I am a 15 year survivor as of March 9 this year. On Friday I had a routine angio follow up to see how things are doing. It has been a bit over 3 years since my last coiling procedure. I was hoping to get great news that everything is stable an unchanged, but as seems to be my luck, I have a new aneurysm (10mm) and one untreated we've followed for 7 years has grown.
Due to the length of time since last study, it's difficult to say if this is a slow growth or a rapid one. So, here we go again. The planning, the procedure, the recovery, then finally back to living.
I've been coiled, clipped, stented and coiled, and now looking at pipeline stent. If anyone had told me 15 years ago that I would have this much metal in my head I'd have thought them crazy.

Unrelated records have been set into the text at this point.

//! SQLite-backed repositories.
//!
//! Sequence allocation is a single upsert with `RETURNING` inside a
//! transaction. The first statement of the transaction is a write, so
//! SQLite takes the reserved lock up front and concurrent allocators
//! queue on `busy_timeout` instead of deadlocking on a lock upgrade.

use std::path::{Path, PathBuf};
use std::str::FromStr;
use std::time::Duration;

use async_trait::async_trait;
use chrono::{DateTime, Utc};
use sqlx::sqlite::{
    SqliteConnectOptions, SqliteJournalMode, SqlitePoolOptions, SqliteRow, SqliteSynchronous,
};
use sqlx::{Row, SqlitePool};
use tracing::{debug, info, warn};
use uuid::Uuid;

use super::{DocumentSequenceRepo, EmittedDocumentRepo, RepoError, RepoResult};
use crate::core::{DocumentSequence, DocumentType, EmissionStatus, EmittedDocument, MAX_CORRELATIVE};

static MIGRATOR: sqlx::migrate::Migrator = sqlx::migrate!("./migrations/sqlite");

const MEMORY_PATH: &str = ":memory:";

impl From<sqlx::Error> for RepoError {
    fn from(err: sqlx::Error) -> Self {
        match &err {
            sqlx::Error::RowNotFound => RepoError::NotFound {
                entity: "row",
                id: "unknown".into(),
            },
            sqlx::Error::Database(db) if db.is_unique_violation() => {
                RepoError::Conflict(db.message().to_string())
            }
            _ => RepoError::Storage(err.to_string()),
        }
    }
}

impl From<sqlx::migrate::MigrateError> for RepoError {
    fn from(err: sqlx::migrate::MigrateError) -> Self {
        RepoError::Storage(format!("migration failed: {err}"))
    }
}

/// Database configuration.
///
/// ```rust,ignore
/// let config = DbConfig::new("./cpe.db").max_connections(4);
/// let db = Database::new(config).await?;
/// ```
#[derive(Debug, Clone)]
pub struct DbConfig {
    /// Path to the SQLite file, or `:memory:`.
    pub database_path: PathBuf,
    pub max_connections: u32,
    pub min_connections: u32,
    /// How long to wait for a pooled connection.
    pub connect_timeout: Duration,
    /// How long a writer waits on a locked database before failing.
    pub busy_timeout: Duration,
    pub run_migrations: bool,
}

impl DbConfig {
    pub fn new(path: impl Into<PathBuf>) -> Self {
        DbConfig {
            database_path: path.into(),
            max_connections: 5,
            min_connections: 1,
            connect_timeout: Duration::from_secs(30),
            busy_timeout: Duration::from_secs(10),
            run_migrations: true,
        }
    }

    /// An isolated in-memory database. In-memory SQLite is per
    /// connection, so the pool holds exactly one.
    pub fn in_memory() -> Self {
        DbConfig {
            database_path: PathBuf::from(MEMORY_PATH),
            max_connections: 1,
            min_connections: 1,
            connect_timeout: Duration::from_secs(5),
            busy_timeout: Duration::from_secs(5),
            run_migrations: true,
        }
    }

    pub fn max_connections(mut self, max: u32) -> Self {
        self.max_connections = max;
        self
    }

    pub fn min_connections(mut self, min: u32) -> Self {
        self.min_connections = min;
        self
    }

    pub fn busy_timeout(mut self, timeout: Duration) -> Self {
        self.busy_timeout = timeout;
        self
    }

    pub fn run_migrations(mut self, run: bool) -> Self {
        self.run_migrations = run;
        self
    }

    fn is_memory(&self) -> bool {
        self.database_path.as_path() == Path::new(MEMORY_PATH)
    }
}

/// Handle to the pool plus repository accessors.
#[derive(Debug, Clone)]
pub struct Database {
    pool: SqlitePool,
}

impl Database {
    /// Open (creating if needed) the database and apply migrations.
    pub async fn new(config: DbConfig) -> RepoResult<Self> {
        info!(path = %config.database_path.display(), "opening document database");

        let base = if config.is_memory() {
            SqliteConnectOptions::from_str("sqlite::memory:")
                .map_err(|e| RepoError::Storage(e.to_string()))?
        } else {
            SqliteConnectOptions::new()
                .filename(&config.database_path)
                .journal_mode(SqliteJournalMode::Wal)
                .synchronous(SqliteSynchronous::Normal)
        };
        let options = base
            .foreign_keys(true)
            .busy_timeout(config.busy_timeout)
            .create_if_missing(true);

        let pool = SqlitePoolOptions::new()
            .max_connections(config.max_connections)
            .min_connections(config.min_connections)
            .acquire_timeout(config.connect_timeout)
            .connect_with(options)
            .await
            .map_err(|e| RepoError::Storage(format!("connection failed: {e}")))?;

        info!(max_connections = config.max_connections, "database pool created");

        let db = Database { pool };
        if config.run_migrations {
            db.run_migrations().await?;
        }
        Ok(db)
    }

    pub async fn run_migrations(&self) -> RepoResult<()> {
        MIGRATOR.run(&self.pool).await?;
        debug!("migrations applied");
        Ok(())
    }

    pub fn pool(&self) -> &SqlitePool {
        &self.pool
    }

    pub fn sequences(&self) -> SqliteSequenceRepo {
        SqliteSequenceRepo::new(self.pool.clone())
    }

    pub fn documents(&self) -> SqliteDocumentRepo {
        SqliteDocumentRepo::new(self.pool.clone())
    }

    /// `SELECT 1` round trip.
    pub async fn health_check(&self) -> RepoResult<()> {
        sqlx::query("SELECT 1").execute(&self.pool).await?;
        Ok(())
    }

    pub async fn close(&self) {
        info!("closing document database");
        self.pool.close().await;
    }
}

#[derive(Debug, Clone)]
pub struct SqliteSequenceRepo {
    pool: SqlitePool,
}

impl SqliteSequenceRepo {
    pub fn new(pool: SqlitePool) -> Self {
        SqliteSequenceRepo { pool }
    }
}

#[async_trait]
impl DocumentSequenceRepo for SqliteSequenceRepo {
    async fn allocate(&self, document_type: DocumentType, series: &str) -> RepoResult<u32> {
        let mut tx = self.pool.begin().await?;

        let last: i64 = sqlx::query_scalar(
            r#"
            INSERT INTO document_sequences (document_type, series, last_number, updated_at)
            VALUES (?1, ?2, 1, ?3)
            ON CONFLICT (document_type, series)
            DO UPDATE SET last_number = last_number + 1, updated_at = excluded.updated_at
            RETURNING last_number
            "#,
        )
        .bind(document_type.code())
        .bind(series)
        .bind(Utc::now())
        .fetch_one(&mut *tx)
        .await?;

        if last > i64::from(MAX_CORRELATIVE) {
            tx.rollback().await?;
            warn!(document_type = document_type.code(), %series, "series exhausted");
            return Err(RepoError::Exhausted {
                document_type: document_type.code(),
                series: series.to_string(),
            });
        }

        tx.commit().await?;
        debug!(document_type = document_type.code(), %series, number = last, "allocated correlative");
        u32::try_from(last).map_err(|_| RepoError::Storage(format!("invalid correlative {last}")))
    }

    async fn current(
        &self,
        document_type: DocumentType,
        series: &str,
    ) -> RepoResult<Option<DocumentSequence>> {
        let row = sqlx::query(
            "SELECT last_number, updated_at FROM document_sequences \
             WHERE document_type = ?1 AND series = ?2",
        )
        .bind(document_type.code())
        .bind(series)
        .fetch_optional(&self.pool)
        .await?;

        row.map(|row| -> RepoResult<DocumentSequence> {
            let last: i64 = row.try_get("last_number")?;
            Ok(DocumentSequence {
                document_type,
                series: series.to_string(),
                last_number: u32::try_from(last)
                    .map_err(|_| RepoError::Storage(format!("invalid correlative {last}")))?,
                updated_at: row.try_get("updated_at")?,
            })
        })
        .transpose()
    }
}

#[derive(Debug, Clone)]
pub struct SqliteDocumentRepo {
    pool: SqlitePool,
}

impl SqliteDocumentRepo {
    pub fn new(pool: SqlitePool) -> Self {
        SqliteDocumentRepo { pool }
    }
}

const DOCUMENT_COLUMNS: &str = "id, document_type, series, number, related_sale_id, filename, \
     content_hash, xml_storage_path, package_storage_path, response_archive_path, status, \
     authority_code, authority_message, retry_count, created_at";

fn document_from_row(row: &SqliteRow) -> RepoResult<EmittedDocument> {
    let id: String = row.try_get("id")?;
    let type_code: String = row.try_get("document_type")?;
    let status: String = row.try_get("status")?;
    let number: i64 = row.try_get("number")?;
    let retry_count: i64 = row.try_get("retry_count")?;
    let created_at: DateTime<Utc> = row.try_get("created_at")?;

    Ok(EmittedDocument {
        id: Uuid::parse_str(&id).map_err(|e| RepoError::Storage(format!("bad id {id}: {e}")))?,
        document_type: DocumentType::from_code(&type_code)
            .ok_or_else(|| RepoError::Storage(format!("unknown document type {type_code}")))?,
        series: row.try_get("series")?,
        number: u32::try_from(number)
            .map_err(|_| RepoError::Storage(format!("invalid number {number}")))?,
        related_sale_id: row.try_get("related_sale_id")?,
        filename: row.try_get("filename")?,
        content_hash: row.try_get("content_hash")?,
        xml_storage_path: row.try_get("xml_storage_path")?,
        package_storage_path: row.try_get("package_storage_path")?,
        response_archive_path: row.try_get("response_archive_path")?,
        status: EmissionStatus::parse(&status)
            .ok_or_else(|| RepoError::Storage(format!("unknown status {status}")))?,
        authority_code: row.try_get("authority_code")?,
        authority_message: row.try_get("authority_message")?,
        retry_count: u32::try_from(retry_count).unwrap_or(u32::MAX),
        created_at,
    })
}

#[async_trait]
impl EmittedDocumentRepo for SqliteDocumentRepo {
    async fn insert(&self, document: &EmittedDocument) -> RepoResult<()> {
        sqlx::query(
            r#"
            INSERT INTO emitted_documents (
                id, document_type, series, number, related_sale_id, filename,
                content_hash, xml_storage_path, package_storage_path, response_archive_path,
                status, authority_code, authority_message, retry_count, created_at, updated_at
            ) VALUES (?1, ?2, ?3, ?4, ?5, ?6, ?7, ?8, ?9, ?10, ?11, ?12, ?13, ?14, ?15, ?16)
            "#,
        )
        .bind(document.id.to_string())
        .bind(document.document_type.code())
        .bind(&document.series)
        .bind(i64::from(document.number))
        .bind(&document.related_sale_id)
        .bind(&document.filename)
        .bind(&document.content_hash)
        .bind(&document.xml_storage_path)
        .bind(&document.package_storage_path)
        .bind(&document.response_archive_path)
        .bind(document.status.as_str())
        .bind(&document.authority_code)
        .bind(&document.authority_message)
        .bind(i64::from(document.retry_count))
        .bind(document.created_at)
        .bind(Utc::now())
        .execute(&self.pool)
        .await?;

        debug!(id = %document.id, filename = %document.filename, "inserted emitted document");
        Ok(())
    }

    async fn update(&self, document: &EmittedDocument) -> RepoResult<()> {
        let result = sqlx::query(
            r#"
            UPDATE emitted_documents SET
                content_hash = ?2,
                xml_storage_path = ?3,
                package_storage_path = ?4,
                response_archive_path = ?5,
                status = ?6,
                authority_code = ?7,
                authority_message = ?8,
                updated_at = ?9
            WHERE id = ?1 AND status = 'PENDING'
            "#,
        )
        .bind(document.id.to_string())
        .bind(&document.content_hash)
        .bind(&document.xml_storage_path)
        .bind(&document.package_storage_path)
        .bind(&document.response_archive_path)
        .bind(document.status.as_str())
        .bind(&document.authority_code)
        .bind(&document.authority_message)
        .bind(Utc::now())
        .execute(&self.pool)
        .await?;

        if result.rows_affected() == 0 {
            return match self.find_by_id(document.id).await? {
                Some(stored) => Err(RepoError::Conflict(format!(
                    "document {} is already {}",
                    document.id, stored.status
                ))),
                None => Err(RepoError::NotFound {
                    entity: "EmittedDocument",
                    id: document.id.to_string(),
                }),
            };
        }

        debug!(id = %document.id, status = %document.status, "updated emitted document");
        Ok(())
    }

    async fn find_by_id(&self, id: Uuid) -> RepoResult<Option<EmittedDocument>> {
        let sql = format!("SELECT {DOCUMENT_COLUMNS} FROM emitted_documents WHERE id = ?1");
        let row = sqlx::query(&sql)
            .bind(id.to_string())
            .fetch_optional(&self.pool)
            .await?;
        row.as_ref().map(document_from_row).transpose()
    }

    async fn find_by_sale(&self, related_sale_id: &str) -> RepoResult<Vec<EmittedDocument>> {
        let sql = format!(
            "SELECT {DOCUMENT_COLUMNS} FROM emitted_documents \
             WHERE related_sale_id = ?1 ORDER BY created_at, rowid"
        );
        let rows = sqlx::query(&sql)
            .bind(related_sale_id)
            .fetch_all(&self.pool)
            .await?;
        rows.iter().map(document_from_row).collect()
    }
}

As I write this I feel like a big whiner because despite the fact that I now have 10-12 aneurysms (depends on if one is multi-lobe or multiple as to how many), I am alive and healthy with no neuro or physical defects as a result of a rupture 15 years ago and so many procedures that I've lost track unless I pull out my medical records. I am alive and well but I am just plain pissed to have to do this again. No fear, no worry, just so aggravated I don't know what to do with myself.
I will stop now as I'm putting myself in a mood just typing this. Sorry to be a downer to anyone out there. The last couple of days have just been tough to deal with and this is a place I can vent without making a family member or friend feel pity for me, or worse, make them scared.
Tammy
Hello Tammy
God, I feel for you ...my 1st aneurysm was in Dec 1998, (clipped), 2nd was in 2006 (sah/coma for 6 weeks, coiled), and when the coils compacted in 2010, got a clipping to HOPEFULLY end the aneurysm madness--now however i'm noticing that i've got one eye that'll stay dialated while the other eye isnt dialated...So, back to see the Neurosurgeon to see what he had to say, says get an angiogram/contrast considering my history...Oh, and i'm uninsured,...Yep, I can understand your frustration and being ticked off both ! I've gotten thru all my BS with no deficits/problems, so yeah, I too count myself as lucky to be here in one piece..but damnit, do we have to look forward to this happening every 3 or 4 years from here on??
Hi Tammy!~well said but no you are not a downer- you are an inspiration!! This is why we are here to give and get support- so I encourage you to stop by the chat room at the bottom marked main room or at the top below members sect- theres a bunch of caring people there always nice and supportive! Also writing and venting is encouraged-keeping them bottled up will just let them fester and re-appear, hope to see more of you- we care about you!
Hello Tammy, I am so sorry you are having to go through all of this. I will be praying for you. You have surely answered one of my most concerned questions, Can I develop more Aneurysms? I have only one . It was large and Coiled 1 1/2 years ago and my fear is that they will find more. I also have a Vascular Disease, FMD, that causes Aneurysms. Wishing you well and PRAYING for you. God Bless.
hello Tammy
i’m a survivor too and I will be praying for you from Milan,
keep strong, good luck and take care of you.
giovanni
Wow, Tammy. I agree with Ron. Your story is certainly not a downer but an inspiration. Thank you for sharing. And I pray for peace as you face yet another procedure on two more aneurysms. I am so glad that we all have this outlet that we can share and vent and our families don’t have to be our sounding blocks as it can be quite stressful for them. I am also on the chat frequently with Ron and quite a few others. You will be in my thoughts and prayers, please keep us posted.
God bless you and your family,
Carol
Thank you everyone for the kind words, your thoughts and your prayers. I am doing much better with everything now. I am still waiting to hear from my docs as to timeline, etc which is a good part of what put me in a mood for a few days. Patience is not one of my strengths.
As I have since my rupture in 1998, I believe everything happens as it should in your life. If this is my path, I will do my best to walk it with dignity and strength.
Thanks again!
Hi Tammy...Vent away...that is what we are here for at BAF. You have been handed along journey and your attitude is great...and if you want to whine, I feel you are definitely allowed. I found the same thing as you, all of this brain aneurysm stuff seemed easier for me to accept then it was when I told family and those close...that look they give you is rough...Wishing you better days ahead...Colleen
Really, that’s what this site is for! Let everything out because we all understand how frustrating this all can be.